3. Los retratos idealizados del siglo XVII, donde se acentúan los rasgos ascéticos —frente despejada, rostro anguloso, mirada baja y concentrada— y se añade la inspiración mariana o cristológica como fuente de su pensamiento.


Estas imágenes conforman el núcleo visual que, según S. Pablo, definió la memoria del filósofo-teólogo en la cultura europea.

5. La inspiración divina y el modelo barroco

Los retratos de Suárez reproducen el paradigma del escritor sagrado en el estudio, inaugurado por el Greco y continuado por pintores como Alonso Cano. El jesuita aparece con la pluma suspendida, el gesto absorto y la mirada hacia el crucifijo o la Virgen, símbolos de la iluminación teológica. Este tipo iconográfico, explica S. Pablo, expresa la convicción barroca de que el conocimiento es don de gracia y que el pensamiento se nutre de la contemplación. El retrato, por tanto, no busca la fidelidad naturalista sino la transparencia espiritual: convertir el rostro del teólogo en espejo de la verdad divina.

6. Rasgos y símbolos característicos

La constante morfología de los retratos suarecianos —frente amplia, nariz aquilina, pómulos marcados, sotana y bonete jesuítico— construye un código de austeridad e inteligencia. En algunos lienzos aparece una estrella en el cielo, evocando el prodigio narrado por Sartolo: una luz celestial habría brillado sobre la casa natal del granadino en el momento de su nacimiento. Este motivo subraya el carácter providencial de su vida y lo inscribe en la tradición simbólica de los doctores iluminados.

7. Valor y proyección de la iconografía

La escasez de retratos no ha impedido que la imagen de Suárez adquiera peso emblemático. Para Susana Pablo, el estudio iconográfico es clave para comprender la recepción histórica del pensador, pues la imagen visual prolonga su autoridad intelectual en el tiempo.
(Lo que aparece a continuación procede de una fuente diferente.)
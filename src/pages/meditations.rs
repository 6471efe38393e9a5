//! Meditations page - the browse grid.
//!
//! Used for both the free and the premium grid; the difference is whether the
//! root passes an upgrade handler and what the subscription signal says.

use std::cell::Cell;
use std::rc::Rc;

use dioxus::prelude::*;
use zenpulse_core::{AlertDialog, DialogActionKind, DialogQueue, IconRef, MoodEntry, MoodPicker};
use zenpulse_ui::{Button, ButtonVariant, Glyph, GlyphSize, IconAction, IconButton};

use crate::components::{AlertDialogView, MeditationCard, MoodModal};
use crate::context::{use_catalog, use_subscription};

/// Meditations page component.
///
/// Owns the mood picker and the delayed response task. The task belongs to
/// this scope and is cancelled when the page goes away or a newer mood is
/// picked, so a late response never lands on a stale view.
#[component]
pub fn Meditations(
    /// Back arrow in the header
    on_back: EventHandler<()>,
    /// Locked cards route here when set (free grid only)
    on_upgrade: Option<EventHandler<()>>,
) -> Element {
    let mut subscription = use_subscription();
    let catalog = use_catalog();

    let mut picker: Signal<MoodPicker> = use_signal(MoodPicker::new);
    let mut dialogs: Signal<DialogQueue> = use_signal(DialogQueue::new);
    let pending_response: Rc<Cell<Option<Task>>> = use_hook(|| Rc::new(Cell::new(None)));

    {
        let pending_response = pending_response.clone();
        use_drop(move || {
            if let Some(task) = pending_response.take() {
                tracing::debug!("Dropping pending mood response");
                task.cancel();
            }
        });
    }

    let select_mood = move |mood: MoodEntry| {
        let pending = picker.write().select(&mood);

        if let Some(previous) = pending_response.take() {
            previous.cancel();
        }

        let slot = pending_response.clone();
        let task = spawn(async move {
            let response = pending.arrive().await;
            // waits behind a dialog the user opened meanwhile
            dialogs.write().present(response);
            slot.set(None);
        });
        pending_response.set(Some(task));
    };

    let handle_dialog_action = move |kind: DialogActionKind| {
        if kind == DialogActionKind::Subscribe {
            tracing::info!("Subscribing from locked-content prompt");
            subscription.write().subscribe();
        }
        dialogs.write().dismiss();
    };

    let is_subscribed = subscription().is_subscribed();
    let selected_mood = picker().selected().map(|id| catalog.mood(id).clone());
    let (status_class, status_text) = if is_subscribed {
        ("status-text premium", "Premium подписка активна")
    } else {
        ("status-text", "Бесплатная версия")
    };

    rsx! {
        main { class: "meditations",
            header { class: "browse-header",
                div { class: "header-left",
                    IconButton {
                        action: IconAction::Back,
                        onclick: move |_| on_back.call(()),
                    }
                    Glyph { icon: IconRef::font_awesome("spa") }
                    h1 { class: "header-title", "Медитации" }
                }
                if let Some(mood) = selected_mood {
                    div { class: "header-mood",
                        Glyph { icon: mood.icon, size: GlyphSize::Small }
                        span { class: "header-mood-text", "{mood.name}" }
                    }
                }
            }

            div { class: "status-bar",
                span { class: "{status_class}", "{status_text}" }
            }

            div { class: "meditation-grid",
                for meditation in catalog.meditations().iter().cloned() {
                    MeditationCard {
                        key: "{meditation.id}",
                        meditation: meditation,
                        on_open: move |d: AlertDialog| dialogs.write().present(d),
                        on_upgrade: on_upgrade,
                    }
                }
            }

            Button {
                variant: ButtonVariant::Fab,
                aria_label: "AI настрой".to_string(),
                onclick: move |_| picker.write().open(),
                Glyph { icon: IconRef::font_awesome("brain") }
            }

            MoodModal {
                show: picker().is_open(),
                moods: catalog.moods().to_vec(),
                on_close: move |_| picker.write().close(),
                on_select: select_mood,
            }

            if let Some(current) = dialogs().current().cloned() {
                AlertDialogView {
                    dialog: current,
                    on_action: handle_dialog_action,
                }
            }
        }
    }
}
La tradición de la vera effigies, los grabados de Cardon y las copias de Valladolid o Salamanca, junto con reinterpretaciones modernas, conforman un patrimonio visual que vincula arte, teología e historia del pensamiento. En este sentido, la autora propone una lectura interdisciplinar que integra estética, historia e ideología, abriendo una nueva vía de estudio dentro de los estudios suarecianos contemporáneos.

8. Conclusión

La imagen de Suárez no es un simple tema iconográfico: es una cuestión de representación del saber. Suárez, teólogo y filósofo de la universalidad, se proyecta visualmente como figura de la inspiración racional y de la fe esclarecida. Su iconografía, reconstruida críticamente para el artículo La Iconografía de Francisco Suárez en la Revista Recensión, ofrece una vía privilegiada para comprender cómo la cultura hispánica elaboró, en imágenes, la identidad del pensamiento barroco.